[Start of Attachment]
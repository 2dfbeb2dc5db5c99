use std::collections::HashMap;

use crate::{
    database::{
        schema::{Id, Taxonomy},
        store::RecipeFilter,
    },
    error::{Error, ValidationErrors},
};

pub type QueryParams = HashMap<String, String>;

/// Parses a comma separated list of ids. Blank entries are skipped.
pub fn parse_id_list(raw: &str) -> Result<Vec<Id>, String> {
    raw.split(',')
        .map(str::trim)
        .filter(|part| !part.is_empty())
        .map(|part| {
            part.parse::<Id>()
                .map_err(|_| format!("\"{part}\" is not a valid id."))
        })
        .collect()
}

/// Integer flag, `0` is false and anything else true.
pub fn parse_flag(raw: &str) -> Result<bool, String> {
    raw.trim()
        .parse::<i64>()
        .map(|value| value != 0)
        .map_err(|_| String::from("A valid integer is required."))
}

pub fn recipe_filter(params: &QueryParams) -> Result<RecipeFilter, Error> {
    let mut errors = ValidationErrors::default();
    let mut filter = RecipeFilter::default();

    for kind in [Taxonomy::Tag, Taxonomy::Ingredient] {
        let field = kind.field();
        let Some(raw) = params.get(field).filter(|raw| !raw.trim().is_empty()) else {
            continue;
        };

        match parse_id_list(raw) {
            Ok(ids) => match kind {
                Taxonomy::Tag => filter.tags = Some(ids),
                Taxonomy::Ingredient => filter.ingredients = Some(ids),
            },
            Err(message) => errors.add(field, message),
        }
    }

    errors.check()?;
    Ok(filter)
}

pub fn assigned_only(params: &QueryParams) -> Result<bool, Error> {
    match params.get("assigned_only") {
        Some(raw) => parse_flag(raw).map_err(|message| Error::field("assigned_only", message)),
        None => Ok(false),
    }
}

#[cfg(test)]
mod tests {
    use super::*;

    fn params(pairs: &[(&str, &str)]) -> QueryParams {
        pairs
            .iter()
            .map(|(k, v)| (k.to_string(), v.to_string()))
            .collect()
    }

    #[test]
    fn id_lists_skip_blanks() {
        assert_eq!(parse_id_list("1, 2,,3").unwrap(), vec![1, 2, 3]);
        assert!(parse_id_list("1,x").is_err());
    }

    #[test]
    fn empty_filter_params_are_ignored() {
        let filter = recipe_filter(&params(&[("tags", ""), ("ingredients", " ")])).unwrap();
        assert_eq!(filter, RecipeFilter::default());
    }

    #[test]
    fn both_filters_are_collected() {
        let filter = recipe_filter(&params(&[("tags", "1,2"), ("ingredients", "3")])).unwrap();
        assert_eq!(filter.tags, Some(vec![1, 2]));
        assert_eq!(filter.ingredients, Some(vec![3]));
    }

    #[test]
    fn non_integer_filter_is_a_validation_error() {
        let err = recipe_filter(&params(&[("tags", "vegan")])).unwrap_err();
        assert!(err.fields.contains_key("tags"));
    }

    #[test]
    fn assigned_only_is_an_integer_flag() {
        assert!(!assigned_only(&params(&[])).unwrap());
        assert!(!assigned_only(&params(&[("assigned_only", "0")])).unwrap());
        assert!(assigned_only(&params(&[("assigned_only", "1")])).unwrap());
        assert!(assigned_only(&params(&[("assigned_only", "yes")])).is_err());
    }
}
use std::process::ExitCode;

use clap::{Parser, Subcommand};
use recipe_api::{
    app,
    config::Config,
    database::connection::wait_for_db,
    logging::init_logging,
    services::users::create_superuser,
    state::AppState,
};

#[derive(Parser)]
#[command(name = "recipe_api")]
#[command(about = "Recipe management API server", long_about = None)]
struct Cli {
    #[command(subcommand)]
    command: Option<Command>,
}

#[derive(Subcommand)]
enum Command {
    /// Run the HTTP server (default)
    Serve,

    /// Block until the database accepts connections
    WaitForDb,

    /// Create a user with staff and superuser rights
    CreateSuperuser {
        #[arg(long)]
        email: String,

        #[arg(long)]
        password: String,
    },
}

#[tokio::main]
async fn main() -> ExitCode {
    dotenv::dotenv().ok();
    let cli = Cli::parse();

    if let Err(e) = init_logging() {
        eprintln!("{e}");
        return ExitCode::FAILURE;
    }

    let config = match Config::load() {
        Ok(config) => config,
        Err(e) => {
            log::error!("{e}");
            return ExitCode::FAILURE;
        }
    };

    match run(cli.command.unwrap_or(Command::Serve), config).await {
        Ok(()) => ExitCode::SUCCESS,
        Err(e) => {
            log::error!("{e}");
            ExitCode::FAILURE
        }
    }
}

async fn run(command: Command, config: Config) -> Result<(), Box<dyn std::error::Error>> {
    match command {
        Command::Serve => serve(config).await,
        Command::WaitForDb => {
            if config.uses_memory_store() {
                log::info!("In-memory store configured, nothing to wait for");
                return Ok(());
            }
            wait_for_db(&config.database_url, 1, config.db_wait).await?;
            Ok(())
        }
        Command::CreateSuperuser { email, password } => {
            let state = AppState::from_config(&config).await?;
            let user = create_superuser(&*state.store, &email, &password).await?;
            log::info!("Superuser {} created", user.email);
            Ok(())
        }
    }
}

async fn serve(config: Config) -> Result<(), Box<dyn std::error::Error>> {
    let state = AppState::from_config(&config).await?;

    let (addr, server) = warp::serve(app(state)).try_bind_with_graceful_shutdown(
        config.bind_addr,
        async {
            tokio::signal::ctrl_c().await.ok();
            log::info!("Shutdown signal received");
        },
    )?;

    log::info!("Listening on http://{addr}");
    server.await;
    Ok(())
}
[End of Attachment]
• _DIRECTIONS FOR THIS TASK_
Look through the records above and please copy every line in which the string "match" occurs.

• _OUTPUT BELOW_
        match parse_id_list(raw) {
            Ok(ids) => match kind {
    match params.get("assigned_only") {
    let config = match Config::load() {
    match run(cli.command.unwrap_or(Command::Serve), config).await {
    match command {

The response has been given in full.